Despite the slow economic recovery, the buzz lately is that employees are ready to make a move. At least, they are giving it serious thought and making plans to move on. Fueled by increased workloads, pay cuts, reduced benefits and lack of promotional opportunities, career satisfaction amongst the employed is at an all time low. The old saying ‘one foot out the door’ is not unusual these days and has employers struggling with reduced productivity amongst their troops. If the primary focus is to ’escape’ their current job, employees are spending more time planning their next gig rather than putting that same effort into their jobs.
According to a recent Employment Confidence Survey conducted by Glassdoor.com, one in five (21%) of employees expect to look for a new job should the economy return to pre-recession levels. Adecco’s recent workplace survey indicates more than half (54%) of employed Americans are likely to look for new jobs once the economy turns around. Among younger employees (18 to 29) that number jumps to 71%. And, according to recent U.S. government statistics, more employees voluntarily quit their jobs than were discharged in February, March and April. Obviously, those who once felt to be held ‘hostage’ by their employers are no longer willing to stick around for the promise of better working conditions.
The point is, even if employees have not ‘jumped ship’ yet, they are certainly thinking about it. Their priority is to move on and not necessarily put that same amount of effort into helping their employers get back on their feet. With many companies struggling to bounce back, this lack of job focus could potentially put the brakes on a full economic recovery.
With December 2007 being the official start of the recession it is no wonder employees’ job frustrations are reaching the breaking point and they are getting serious about moving on. However, we all know the job search, these days, is no walk in the park. I tell my coaching clients to stay positive, have a plan, build new skills and network their hearts out. While some balk at the idea of networking and would rather spend their time responding to job board postings, the fact is, their chances of finding jobs that way is really a waste of time. With social networking tools like Linkedin and Twitter, networking just got a whole lot easier. Check out Susan Whitcomb’s article, ‘10 Reasons Why Twitter in the Job Search Cannot Be Ignored’ and the New Grad Life video, ‘How New Grads Can Find Jobs on Linkedin’ for tips on using these tools for your job search. So, if you are serious about making a move get familiar with the social networking. I guarantee you, the time spent on Linkedin and Twitter will be 10 times more effective than responding to on-line job postings.
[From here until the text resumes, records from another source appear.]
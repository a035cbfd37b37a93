#![doc(html_root_url = "https://docs.rs/liana-dom/0.1.0")]
#![warn(clippy::pedantic)]

//! Live selector bindings and a remote UI-command protocol for the DOM.
//!
//! Two engines cooperate here:
//!
//! - [`live::LiveQueries`] re-evaluates registered selectors against the
//!   current document, diffs each result against the previous one and
//!   attaches or detaches handlers on the elements that entered or left the
//!   matched set. [`schedule::FlushQueue`] coalesces bursts of document
//!   mutations into a single deferred re-match pass.
//! - [`batch::CommandBatch`] accumulates selector-keyed UI-mutation commands
//!   on the producing side and encodes them into the wire format;
//!   [`interpret::Interpreter`] replays a decoded [`interpret::Reply`]
//!   against the live document. [`remote::RemoteInvoker`] ties the two ends
//!   together across a caller-provided transport.
//!
//! Everything runs on the document's single UI thread; the only asynchrony
//! is the deferred flush timer and the transport completion callback.

#[cfg(doctest)]
pub mod readme {
	doc_comment::doctest!("../README.md");
}

pub mod batch;
pub mod expr;
pub mod form;
pub mod interpret;
pub mod live;
pub mod remote;
pub mod schedule;

mod rc_fn_map;

pub use batch::{Arg, CommandBatch, Opcode};
pub use expr::ExprSnippet;
pub use form::{serialize_form, FormOptions};
pub use interpret::{ApplyError, ApplyStats, Interpreter, InterpreterOptions, Reply};
pub use live::{ElementCallback, EventHandler, HandlerId, LiveQueries, Scope, WatchId, WatchMode};
pub use remote::{Lifecycle, RemoteInvoker, RemoteRequest, Transport};
pub use schedule::FlushQueue;
use core::{
	fmt::{self, Debug, Display, Formatter},
	hash::{BuildHasher, Hash, Hasher},
	sync::atomic::{AtomicU64, Ordering},
};
use hashbrown::hash_map::DefaultHashBuilder;

static NEXT_NONCE: AtomicU64 = AtomicU64::new(1);

/// An opaque executable snippet carried through the wire format by raw
/// substitution instead of value encoding.
///
/// The encoder emits a quoted placeholder token in place of the snippet and
/// replaces the whole quoted token with the literal source text after JSON
/// encoding, so the snippet reaches the receiver unquoted. The token is keyed
/// on a content hash mixed with a process-unique nonce, so it cannot collide
/// with legitimate payload content.
#[derive(Clone)]
pub struct ExprSnippet {
	source: String,
	token: u64,
}

impl ExprSnippet {
	#[must_use]
	pub fn new(source: impl Into<String>) -> Self {
		let source = source.into();
		let mut hasher = DefaultHashBuilder::default().build_hasher();
		source.hash(&mut hasher);
		let nonce = NEXT_NONCE.fetch_add(1, Ordering::Relaxed);
		Self {
			token: hasher.finish() ^ nonce.rotate_left(32),
			source,
		}
	}

	/// Joins multiple statements into one snippet.
	#[must_use]
	pub fn from_lines<I, S>(lines: I) -> Self
	where
		I: IntoIterator<Item = S>,
		S: AsRef<str>,
	{
		let joined = lines.into_iter().map(|line| line.as_ref().to_owned()).collect::<Vec<_>>().join(";\n");
		Self::new(joined)
	}

	#[must_use]
	pub fn source(&self) -> &str {
		&self.source
	}

	/// The bare token this snippet encodes as inside the JSON document.
	pub(crate) fn placeholder(&self) -> String {
		format!("@expr[{:016x}]@", self.token)
	}

	/// The token as it appears in encoded output, quotes included.
	pub(crate) fn quoted_placeholder(&self) -> String {
		format!("\"{}\"", self.placeholder())
	}
}

impl Debug for ExprSnippet {
	fn fmt(&self, f: &mut Formatter<'_>) -> fmt::Result {
		f.debug_struct("ExprSnippet").field("token", &format_args!("{:016x}", self.token)).field("source", &self.source).finish()
	}
}

impl Display for ExprSnippet {
	fn fmt(&self, f: &mut Formatter<'_>) -> fmt::Result {
		f.write_str(&self.source)
	}
}

#[cfg(test)]
mod tests {
	use super::ExprSnippet;

	#[test]
	fn tokens_differ_for_identical_source() {
		let a = ExprSnippet::new("function(){ return 1; }");
		let b = ExprSnippet::new("function(){ return 1; }");
		assert_ne!(a.placeholder(), b.placeholder());
	}

	#[test]
	fn lines_join_with_statement_breaks() {
		let snippet = ExprSnippet::from_lines(&["a()", "b()"]);
		assert_eq!(snippet.source(), "a();\nb()");
	}
}
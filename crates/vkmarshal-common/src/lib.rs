pub mod logging;
pub mod text;

pub use logging::{init_logging, try_init_logging};
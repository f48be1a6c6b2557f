//! Encoder and decoder joined in-process. Each call holds the encoder lock
//! for its whole round trip so responses pair with their packets.

use parking_lot::{Mutex, MutexGuard};

use crate::decoder::{Decoder, HostDriver};
use crate::encoder::{CallResult, Encoder, Transport};
use crate::error::WireError;
use crate::packet::PacketHeader;
use crate::value::Fields;

pub struct Loopback<'r, D> {
    encoder: Mutex<Encoder<'r>>,
    decoder: Mutex<Decoder<'r, D>>,
}

impl<'r, D: HostDriver> Loopback<'r, D> {
    pub fn new(encoder: Encoder<'r>, decoder: Decoder<'r, D>) -> Self {
        Self {
            encoder: Mutex::new(encoder),
            decoder: Mutex::new(decoder),
        }
    }

    pub fn call(&self, name: &str, params: Fields) -> Result<CallResult, WireError> {
        let encoder = self.encoder.lock();
        encoder.call(self, name, params)
    }

    pub fn encoder(&self) -> MutexGuard<'_, Encoder<'r>> {
        self.encoder.lock()
    }

    pub fn decoder(&self) -> MutexGuard<'_, Decoder<'r, D>> {
        self.decoder.lock()
    }
}

impl<D: HostDriver> Transport for Loopback<'_, D> {
    fn round_trip(&self, packet: &[u8]) -> Result<Vec<u8>, WireError> {
        let mut response = Vec::new();
        let consumed = self.decoder.lock().decode(packet, &mut response)?;
        if consumed < packet.len() {
            let header = PacketHeader::parse(packet)?;
            return Err(WireError::UnknownOpcode(header.opcode));
        }
        Ok(response)
    }
}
Sure, you may be burned out in your current job. But rather than dwell on all the negative aspects of your job, try building new skills. This can be accomplished by volunteering for projects at your company or going back to school to pick up a new skill you have been putting off. Learning something new will also help you stay positive on the job and in your networking efforts. Prospective employers will notice the enthusiasm in your voice if you are engaged in something you are passionate about.
So if you are one of the many considering a career move this year take time to make a plan. Your job search should not be a reactionary decision because you are fed up with your present situation. Stay positive by committing to learn a new job skill. Maybe becoming familiar with social networking tools can be that new skill. And finally, take the time to cultivate new work relationships by networking. It can mean the difference between staying where you are and moving on.